Poveri ma felici, è davvero possibile?

    È tempo di mettere la parola fine al mito dei due cuori e una capanna: la povertà è peggio di un cuore spezzato, almeno per quanto riguarda i suoi effetti negativi sull’umore e il benessere psicofisico. Una diminuzione nelle entrate annuali che porti al di sotto della soglia della povertà peggiora infatti l’umore al pari della fine di una relazione amorosa, ma se un cuore spezzato prima o poi guarisce, un portafogli vuoto continua a deprimere fino a che gli introiti non tornano ai livelli a cui si era abituati.

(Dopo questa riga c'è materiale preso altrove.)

use std::{
    cmp::Ordering,
    fmt::{Debug, Display, Formatter, Result as FmtResult},
    ops::{Add, Mul, Neg, Sub},
    sync::Arc,
};

use crate::{
    error::{NumberError, Result},
    numbers::{cache, Assumptions, Number},
};

/// An interned symbolic identifier.
#[derive(Clone)]
pub struct Symbol(Arc<str>);

impl Symbol {
    pub fn new(name: &str) -> Self {
        Self(cache::intern_symbol(name))
    }

    #[inline]
    pub fn name(&self) -> &str {
        &self.0
    }
}

impl PartialEq for Symbol {
    #[inline]
    fn eq(&self, other: &Self) -> bool {
        Arc::ptr_eq(&self.0, &other.0) || self.0 == other.0
    }
}

impl Eq for Symbol {}

impl Display for Symbol {
    fn fmt(&self, f: &mut Formatter<'_>) -> FmtResult {
        f.write_str(self.name())
    }
}

impl Debug for Symbol {
    fn fmt(&self, f: &mut Formatter<'_>) -> FmtResult {
        write!(f, "Symbol({:?})", self.name())
    }
}

#[derive(Debug, PartialEq)]
pub enum ExprKind {
    Number(Number),
    Symbol(Symbol),
    Add(Expr, Expr),
    Mul(Expr, Expr),
    Pow(Expr, Expr),
}

impl ExprKind {
    pub(crate) fn into_expr(self) -> Expr {
        Expr(Arc::new(self))
    }
}

/// A symbolic expression: a canonical number, a symbol, or a deferred
/// operation node produced when an operand was not numeric.
///
/// Numeric operators are total over the symbolic domain: an operation
/// whose operand is not a number yields a deferred node instead of
/// failing.
#[derive(Clone)]
pub struct Expr(Arc<ExprKind>);

impl Expr {
    #[inline]
    pub fn kind(&self) -> &ExprKind {
        &self.0
    }

    pub fn number(n: Number) -> Self {
        ExprKind::Number(n).into_expr()
    }

    pub fn symbol(name: &str) -> Self {
        ExprKind::Symbol(Symbol::new(name)).into_expr()
    }

    /// Handoff point for complex literals: the imaginary unit as a plain
    /// symbol for the surrounding system to interpret.
    pub fn imaginary_unit() -> Self {
        Self::symbol("I")
    }

    pub fn zero() -> Self {
        Self::number(Number::zero())
    }

    pub fn one() -> Self {
        Self::number(Number::one())
    }

    pub fn as_number(&self) -> Option<&Number> {
        match self.kind() {
            ExprKind::Number(n) => Some(n),
            _ => None,
        }
    }

    #[inline]
    pub fn is_number(&self) -> bool {
        matches!(self.kind(), ExprKind::Number(_))
    }

    fn is_zero_number(&self) -> bool {
        self.as_number()
            .is_some_and(|n| n.cmp0() == Some(Ordering::Equal))
    }

    fn is_one_number(&self) -> bool {
        self.as_number().is_some_and(|n| n == &Number::one())
    }

    /// Division with numeric folding. A symbolic operand defers as
    /// `Mul(self, Pow(rhs, -1))`; a numeric zero divisor fails either way.
    pub fn div(&self, rhs: &Expr) -> Result<Expr> {
        if rhs.is_zero_number() {
            return Err(NumberError::DivisionByZero);
        }
        if let (Some(a), Some(b)) = (self.as_number(), rhs.as_number()) {
            return Ok(Expr::number(a.div(b)?));
        }
        let inverse = rhs.pow(&Expr::number(Number::int(-1)))?;
        Ok(self * &inverse)
    }

    /// Power with numeric folding; defers to a `Pow` node when either
    /// side is symbolic.
    pub fn pow(&self, exp: &Expr) -> Result<Expr> {
        if let (Some(a), Some(b)) = (self.as_number(), exp.as_number()) {
            return Ok(Expr::number(a.pow(b)?));
        }
        if exp.is_zero_number() {
            return Ok(Expr::one());
        }
        if exp.is_one_number() {
            return Ok(self.clone());
        }
        Ok(ExprKind::Pow(self.clone(), exp.clone()).into_expr())
    }

    /// Numbers compare numerically and symbols by name; anything else is
    /// incomparable and reported as `None`, never an error.
    pub fn compare(&self, other: &Expr) -> Option<Ordering> {
        match (self.kind(), other.kind()) {
            (ExprKind::Number(a), ExprKind::Number(b)) => a.compare(b),
            (ExprKind::Symbol(a), ExprKind::Symbol(b)) => Some(a.name().cmp(b.name())),
            _ => None,
        }
    }
}

impl From<Number> for Expr {
    fn from(n: Number) -> Self {
        Self::number(n)
    }
}

impl From<Symbol> for Expr {
    fn from(s: Symbol) -> Self {
        ExprKind::Symbol(s).into_expr()
    }
}

impl PartialEq for Expr {
    fn eq(&self, other: &Self) -> bool {
        if Arc::ptr_eq(&self.0, &other.0) {
            return true;
        }
        match (self.kind(), other.kind()) {
            (ExprKind::Number(a), ExprKind::Number(b)) => a == b,
            (ExprKind::Symbol(a), ExprKind::Symbol(b)) => a == b,
            (ExprKind::Add(a1, a2), ExprKind::Add(b1, b2))
            | (ExprKind::Mul(a1, a2), ExprKind::Mul(b1, b2))
            | (ExprKind::Pow(a1, a2), ExprKind::Pow(b1, b2)) => a1 == b1 && a2 == b2,
            _ => false,
        }
    }
}

impl Add<&Expr> for &Expr {
    type Output = Expr;

    fn add(self, rhs: &Expr) -> Expr {
        if let (Some(a), Some(b)) = (self.as_number(), rhs.as_number()) {
            return Expr::number(a + b);
        }
        if self.is_zero_number() {
            return rhs.clone();
        }
        if rhs.is_zero_number() {
            return self.clone();
        }
        ExprKind::Add(self.clone(), rhs.clone()).into_expr()
    }
}

impl Add for Expr {
    type Output = Self;

    fn add(self, rhs: Self) -> Self {
        &self + &rhs
    }
}

impl Mul<&Expr> for &Expr {
    type Output = Expr;

    fn mul(self, rhs: &Expr) -> Expr {
        if let (Some(a), Some(b)) = (self.as_number(), rhs.as_number()) {
            return Expr::number(a * b);
        }
        if self.is_zero_number() || rhs.is_one_number() {
            return self.clone();
        }
        if rhs.is_zero_number() || self.is_one_number() {
            return rhs.clone();
        }
        ExprKind::Mul(self.clone(), rhs.clone()).into_expr()
    }
}

impl Mul for Expr {
    type Output = Self;

    fn mul(self, rhs: Self) -> Self {
        &self * &rhs
    }
}

impl Neg for &Expr {
    type Output = Expr;

    fn neg(self) -> Expr {
        if let Some(n) = self.as_number() {
            return Expr::number(-n);
        }
        &Expr::number(Number::int(-1)) * self
    }
}

impl Neg for Expr {
    type Output = Self;

    fn neg(self) -> Self {
        -&self
    }
}

impl Sub<&Expr> for &Expr {
    type Output = Expr;

    fn sub(self, rhs: &Expr) -> Expr {
        self + &(-rhs)
    }
}

impl Sub for Expr {
    type Output = Self;

    fn sub(self, rhs: Self) -> Self {
        &self - &rhs
    }
}

impl Assumptions for Expr {
    fn is_zero(&self) -> Option<bool> {
        self.as_number().and_then(Assumptions::is_zero)
    }

    fn is_positive(&self) -> Option<bool> {
        self.as_number().and_then(Assumptions::is_positive)
    }

    fn is_negative(&self) -> Option<bool> {
        self.as_number().and_then(Assumptions::is_negative)
    }

    fn is_integer(&self) -> Option<bool> {
        self.as_number().and_then(Assumptions::is_integer)
    }

    fn is_rational(&self) -> Option<bool> {
        self.as_number().and_then(Assumptions::is_rational)
    }

    fn is_real(&self) -> Option<bool> {
        self.as_number().and_then(Assumptions::is_real)
    }

    fn is_finite(&self) -> Option<bool> {
        self.as_number().and_then(Assumptions::is_finite)
    }

    fn is_even(&self) -> Option<bool> {
        self.as_number().and_then(Assumptions::is_even)
    }

    fn is_odd(&self) -> Option<bool> {
        self.as_number().and_then(Assumptions::is_odd)
    }

    fn is_commutative(&self) -> Option<bool> {
        match self.kind() {
            ExprKind::Number(_) | ExprKind::Symbol(_) => Some(true),
            ExprKind::Add(a, b) | ExprKind::Mul(a, b) | ExprKind::Pow(a, b) => {
                match (a.is_commutative(), b.is_commutative()) {
                    (Some(true), Some(true)) => Some(true),
                    (Some(false), _) | (_, Some(false)) => Some(false),
                    _ => None,
                }
            }
        }
    }
}

impl Display for Expr {
    fn fmt(&self, f: &mut Formatter<'_>) -> FmtResult {
        fn factor(f: &mut Formatter<'_>, e: &Expr) -> FmtResult {
            if matches!(e.kind(), ExprKind::Add(..)) {
                write!(f, "({e})")
            } else {
                write!(f, "{e}")
            }
        }
        fn operand(f: &mut Formatter<'_>, e: &Expr) -> FmtResult {
            if matches!(e.kind(), ExprKind::Add(..) | ExprKind::Mul(..)) {
                write!(f, "({e})")
            } else {
                write!(f, "{e}")
            }
        }
        match self.kind() {
            ExprKind::Number(n) => write!(f, "{n}"),
            ExprKind::Symbol(s) => write!(f, "{s}"),
            ExprKind::Add(a, b) => write!(f, "{a} + {b}"),
            ExprKind::Mul(a, b) => {
                factor(f, a)?;
                f.write_str("*")?;
                factor(f, b)
            }
            ExprKind::Pow(a, b) => {
                operand(f, a)?;
                f.write_str("^")?;
                operand(f, b)
            }
        }
    }
}

impl Debug for Expr {
    fn fmt(&self, f: &mut Formatter<'_>) -> FmtResult {
        match self.kind() {
            ExprKind::Number(n) => Debug::fmt(n, f),
            ExprKind::Symbol(s) => Debug::fmt(s, f),
            ExprKind::Add(a, b) => write!(f, "Add({a:?}, {b:?})"),
            ExprKind::Mul(a, b) => write!(f, "Mul({a:?}, {b:?})"),
            ExprKind::Pow(a, b) => write!(f, "Pow({a:?}, {b:?})"),
        }
    }
}
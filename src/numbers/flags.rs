/// Tri-state predicates attached to every value of the tower.
///
/// `None` means unknown. Every flag defaults to unknown; a concrete type
/// overrides the ones it can decide, and a flag of an immutable value
/// never changes.
pub trait Assumptions {
    fn is_zero(&self) -> Option<bool> {
        None
    }
    fn is_positive(&self) -> Option<bool> {
        None
    }
    fn is_negative(&self) -> Option<bool> {
        None
    }
    fn is_integer(&self) -> Option<bool> {
        None
    }
    fn is_rational(&self) -> Option<bool> {
        None
    }
    fn is_real(&self) -> Option<bool> {
        None
    }
    fn is_finite(&self) -> Option<bool> {
        None
    }
    fn is_commutative(&self) -> Option<bool> {
        None
    }
    fn is_even(&self) -> Option<bool> {
        None
    }
    fn is_odd(&self) -> Option<bool> {
        None
    }

    fn is_nonnegative(&self) -> Option<bool> {
        match (self.is_positive(), self.is_zero()) {
            (Some(true), _) | (_, Some(true)) => Some(true),
            (Some(false), Some(false)) => match self.is_real() {
                Some(true) => Some(false),
                _ => None,
            },
            _ => None,
        }
    }

    fn is_nonpositive(&self) -> Option<bool> {
        match (self.is_negative(), self.is_zero()) {
            (Some(true), _) | (_, Some(true)) => Some(true),
            (Some(false), Some(false)) => match self.is_real() {
                Some(true) => Some(false),
                _ => None,
            },
            _ => None,
        }
    }
}
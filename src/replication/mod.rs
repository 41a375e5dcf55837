//! Replication Module
//!
//! Master/replica roles, the command history used by WAIT, and the replica
//! side of the handshake.
//!
//! ## Flow
//! ```text
//!   replica                               master
//!      │ ── PING ───────────────────────────▶ │
//!      │ ◀─────────────────────────── +PONG ─ │
//!      │ ── REPLCONF listening-port <p> ────▶ │
//!      │ ── REPLCONF capa psync2 ───────────▶ │
//!      │ ── PSYNC ? -1 ─────────────────────▶ │
//!      │ ◀──── +FULLRESYNC <id> 0, $len<rdb> ─ │  (replica registered)
//!      │ ◀──────────── propagated writes ──── │
//!      │ ◀──────────── REPLCONF GETACK * ──── │  (WAIT)
//!      │ ── REPLCONF ACK <offset> ──────────▶ │
//! ```

mod history;
mod master;
mod slave;

use std::fmt;

use rand::distributions::Alphanumeric;
use rand::Rng;

pub use history::{CommandHistory, HistoryEntry};
pub use master::MasterState;
pub use slave::{handshake, HandshakeOutcome, ReplicationLink, SlaveState};

/// Length of a replication id
pub const REPLICATION_ID_LEN: usize = 40;

/// Server role, fixed at startup
#[derive(Debug, Clone, Copy, PartialEq, Eq)]
pub enum Role {
    Master,
    Slave,
}

impl Role {
    pub fn as_str(&self) -> &'static str {
        match self {
            Role::Master => "master",
            Role::Slave => "slave",
        }
    }
}

impl fmt::Display for Role {
    fn fmt(&self, f: &mut fmt::Formatter<'_>) -> fmt::Result {
        f.write_str(self.as_str())
    }
}

/// Role-specific replication state
pub enum RoleState {
    Master(MasterState),
    Slave(SlaveState),
}

impl RoleState {
    pub fn role(&self) -> Role {
        match self {
            RoleState::Master(_) => Role::Master,
            RoleState::Slave(_) => Role::Slave,
        }
    }

    /// Fields reported by `INFO replication`, in order
    pub fn info_fields(&self) -> Vec<(&'static str, String)> {
        let mut fields = vec![("role", self.role().to_string())];
        match self {
            RoleState::Master(master) => {
                fields.push(("connected_slaves", master.replica_count().to_string()));
                fields.push(("master_replid", master.replication_id().to_string()));
                fields.push(("master_repl_offset", master.offset().to_string()));
            }
            RoleState::Slave(slave) => {
                fields.push(("master_replid", slave.master_replication_id()));
                fields.push(("master_repl_offset", slave.offset().to_string()));
            }
        }
        fields
    }
}

/// Random 40-character id made of lowercase letters and digits
pub fn generate_replication_id() -> String {
    rand::thread_rng()
        .sample_iter(&Alphanumeric)
        .map(|byte| char::from(byte).to_ascii_lowercase())
        .take(REPLICATION_ID_LEN)
        .collect()
}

A dimostrarlo sono i risultati di uno studio svolto da un team di ricercatori italiani e francesi guidato da Conchita D’Ambrosio, economista dell’Università del Lussemburgo.

    “È facile immaginare che le persone povere siano meno soddisfatte della loro vita di quanto non siano i benestanti”, spiega D’Ambrosio. “Quello che volevamo determinare però è se con il tempo l’umore di chi subisce un impoverimento torni a risollevarsi”. Per scoprirlo, i ricercatori hanno utilizzato i dati provenienti dallo studio Soep (German Socio-Economic Panel), in cui sono contenute interviste e informazioni su oltre 45.000 cittadini tedeschi, raccolti tra il 1992 e il 2011.

    I risultati hanno dimostrato l’impoverimento ha un impatto devastante sul benessere e sull’umore delle persone, con effetti che durano fino a che gli introiti non tornano a salire. Il nuovo studio, spiegano i ricercatori, aggiunge un capitolo importante al dibattito scientifico sull’effetto che ha il denaro sulla felicità e il benessere delle persone. Fino ad oggi infatti, le ricerche avevano dimostrato che la ricchezza aumenta il senso di soddisfazione per la propria vita, e quindi anche il livello di benessere psicofisico, ma con un effetto che tende a diminuire di intensità al crescere del livello di ricchezza raggiunto. Come spiega D’Ambrosio: “Se è vero che guadagnare di più non ha effetti duraturi sulla salute, i problemi finanziari invece sembra che non si dimentichino mai”.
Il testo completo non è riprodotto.